Der Strom ist 2026 ungefähr vom 17. Juli bis zum 24. August aktiv. Die Nacht des Maximums bündelt die höchste Aktivität, aber auch die Nächte direkt davor und danach können noch lohnend sein.

Eine Velora-Notiz zur Symbolik

Astronomisch sind die Perseiden ein gut dokumentierter Meteorstrom. Die Angaben zu Aktivität, Geschwindigkeit und Beobachtungszeit sind naturwissenschaftliche Daten.

Symbolisch kannst du die Nacht als kurzen Perspektivwechsel nutzen: Was wirkt im Alltag dringend, verliert unter einem großen Himmel vielleicht an Gewicht? Das ist ein freiwilliger Reflexionsimpuls – keine astrologische Vorhersage und kein Erfolgsversprechen.

Eine gute Frage für heute Nacht: Was darf kurz leuchten, ohne für immer bleiben zu müssen?

Häufige Fragen zu den Perseiden 2026

Wann ist der Perseiden-Höhepunkt in Deutschland?

Das rechnerische Maximum liegt am 13. August ungefähr zwischen 4 und 6 Uhr MESZ. Für eine dunkle, alltagstaugliche Beobachtung empfehlen wir die Stunden zwischen Mitternacht und 3 Uhr.

Brauche ich ein Teleskop?

Nein. Mit bloßem Auge siehst du den größten Himmelsausschnitt. Ein Teleskop würde das Sichtfeld unnötig einschränken.
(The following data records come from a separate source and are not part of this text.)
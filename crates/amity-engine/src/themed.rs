//! Themed-mode driver: one trait, every friend rated on each question,
//! question rounds advancing only once all friends are rated.

use std::collections::HashSet;

use amity_core::catalog::PersonalityTrait;
use amity_core::errors::SessionError;
use amity_core::models::{
    EvaluationMode, EvaluationSessionRecord, Friend, RatingRecord, Score,
};
use amity_core::traits::IQuizStore;
use amity_core::AmityResult;
use amity_ranking::{themed_standings, ThemedStanding};
use amity_selection::prompt;
use amity_session::EvaluationSession;

/// What the caller should show after rating one friend.
#[derive(Debug, Clone, PartialEq, Eq)]
pub enum ThemedStep {
    /// Same question, other friends still unrated this round.
    AwaitingRatings,
    /// All friends rated; the next question's rendered prompt.
    NextQuestion(String),
    /// Last question done; standings are available on the driver.
    Finished,
}

/// Drives one themed evaluation of a single trait.
///
/// Each question round collects a 1-5 score for every friend; a friend
/// re-rated within a round keeps the later score, and the trait's final
/// score per friend is the last one recorded.
pub struct ThemedEvaluation<'a, S: IQuizStore> {
    personality: &'a PersonalityTrait,
    store: &'a S,
    session: EvaluationSession,
    question_index: Option<usize>,
    rated_this_round: HashSet<String>,
    standings: Option<Vec<ThemedStanding>>,
}

impl<'a, S: IQuizStore> ThemedEvaluation<'a, S> {
    pub fn new(personality: &'a PersonalityTrait, store: &'a S, user_id: &str) -> Self {
        Self {
            personality,
            store,
            session: EvaluationSession::new(user_id, EvaluationMode::Themed),
            question_index: None,
            rated_this_round: HashSet::new(),
            standings: None,
        }
    }

    pub fn add_friend(&mut self, name: &str, avatar: Option<&str>) -> AmityResult<String> {
        let friend = match avatar {
            Some(avatar) => Friend::with_avatar(name, avatar)?,
            None => Friend::new(name)?,
        };
        let id = friend.id.clone();
        self.session.add_friend(friend)?;
        Ok(id)
    }

    /// Number of questions in this trait's themed list.
    pub fn total_questions(&self) -> usize {
        self.personality.questions.themed.len()
    }

    /// Begin the evaluation and return the first question's prompt.
    pub fn start(&mut self) -> AmityResult<String> {
        if self.session.roster.is_empty() {
            return Err(SessionError::EmptyRoster.into());
        }
        self.session.restart();
        self.standings = None;
        self.question_index = Some(0);
        self.rated_this_round.clear();

        let marker = EvaluationSessionRecord::new(
            &self.session.user_id,
            EvaluationMode::Themed,
            self.session.roster.iter().map(|f| f.id.clone()).collect(),
        );
        self.store.add_evaluation_session(&marker)?;
        tracing::info!(
            "engine: themed evaluation of {} started",
            self.personality.id
        );

        self.current_prompt().ok_or_else(|| {
            SessionError::NotFinished.into()
        })
    }

    /// The rendered prompt for the active question.
    pub fn current_prompt(&self) -> Option<String> {
        let index = self.question_index?;
        self.personality
            .questions
            .themed
            .get(index)
            .map(|t| prompt::render(t, None))
    }

    /// Rate one friend on the active question. The round advances once
    /// every friend has a rating for it.
    pub fn rate_friend(&mut self, friend_id: &str, score: Score) -> AmityResult<ThemedStep> {
        let index = self.question_index.ok_or(SessionError::NoActivePrompt)?;
        if self.session.roster.get(friend_id).is_none() {
            return Err(SessionError::UnknownFriend {
                friend_id: friend_id.to_string(),
            }
            .into());
        }

        self.session
            .record_rating(&self.personality.id, friend_id, score.get());
        self.store.add_rating(&RatingRecord::new(
            &self.session.user_id,
            &self.personality.id,
            friend_id,
            score.get(),
            EvaluationMode::Themed,
        ))?;
        self.rated_this_round.insert(friend_id.to_string());

        if self.rated_this_round.len() < self.session.roster.len() {
            return Ok(ThemedStep::AwaitingRatings);
        }

        // Round complete.
        self.rated_this_round.clear();
        if index + 1 < self.total_questions() {
            self.question_index = Some(index + 1);
            let next = self.current_prompt().ok_or(SessionError::NoActivePrompt)?;
            Ok(ThemedStep::NextQuestion(next))
        } else {
            self.question_index = None;
            self.standings = Some(themed_standings(
                &self.session.roster,
                &self.personality.id,
                &self.session.ratings,
            ));
            tracing::info!("engine: themed evaluation finished");
            Ok(ThemedStep::Finished)
        }
    }

    /// Final standings, once the last question round completed.
    pub fn standings(&self) -> Option<&[ThemedStanding]> {
        self.standings.as_deref()
    }
}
Sind 100 Sternschnuppen pro Stunde garantiert?

Nein. 100 ist eine theoretische Referenzrate unter Idealbedingungen. Unter gutem dunklem Landhimmel sind typischerweise mehrere Dutzend pro Stunde realistischer; in Städten oft weniger.

Brauche ich für die Perseiden eine Schutzbrille?

Nein. Meteore werden am Nachthimmel mit bloßem Auge beobachtet. Eine Sonnenfinsternisbrille wäre hier ungeeignet und würde den Himmel stark abdunkeln.

Quellen

FAQ

Wann ist der Perseiden-Höhepunkt 2026 in Deutschland?

Das rechnerische Maximum liegt am 13. August ungefähr zwischen 4 und 6 Uhr MESZ. Für eine dunkle und praktische Beobachtung eignen sich besonders die Stunden zwischen Mitternacht und 3 Uhr.

Wie viele Sternschnuppen kann man bei den Perseiden sehen?

Unter dunklem Landhimmel sind typischerweise etwa 30 bis 50 Perseiden pro Stunde möglich. Die oft genannten 100 sind eine theoretische Rate unter Idealbedingungen und keine Garantie.

In welche Richtung muss ich für die Perseiden schauen?

Der Radiant liegt im Nordosten im Sternbild Perseus. Meteore können aber über den ganzen Himmel ziehen. Am besten beobachtest du einen großen freien Himmelsausschnitt mit bloßem Auge.

Brauche ich ein Teleskop oder eine Schutzbrille?

Nein. Für die Perseiden brauchst du weder Teleskop noch Schutzbrille. Ein dunkler Ort, 20 Minuten Dunkeladaptation und freie Sicht sind wichtiger.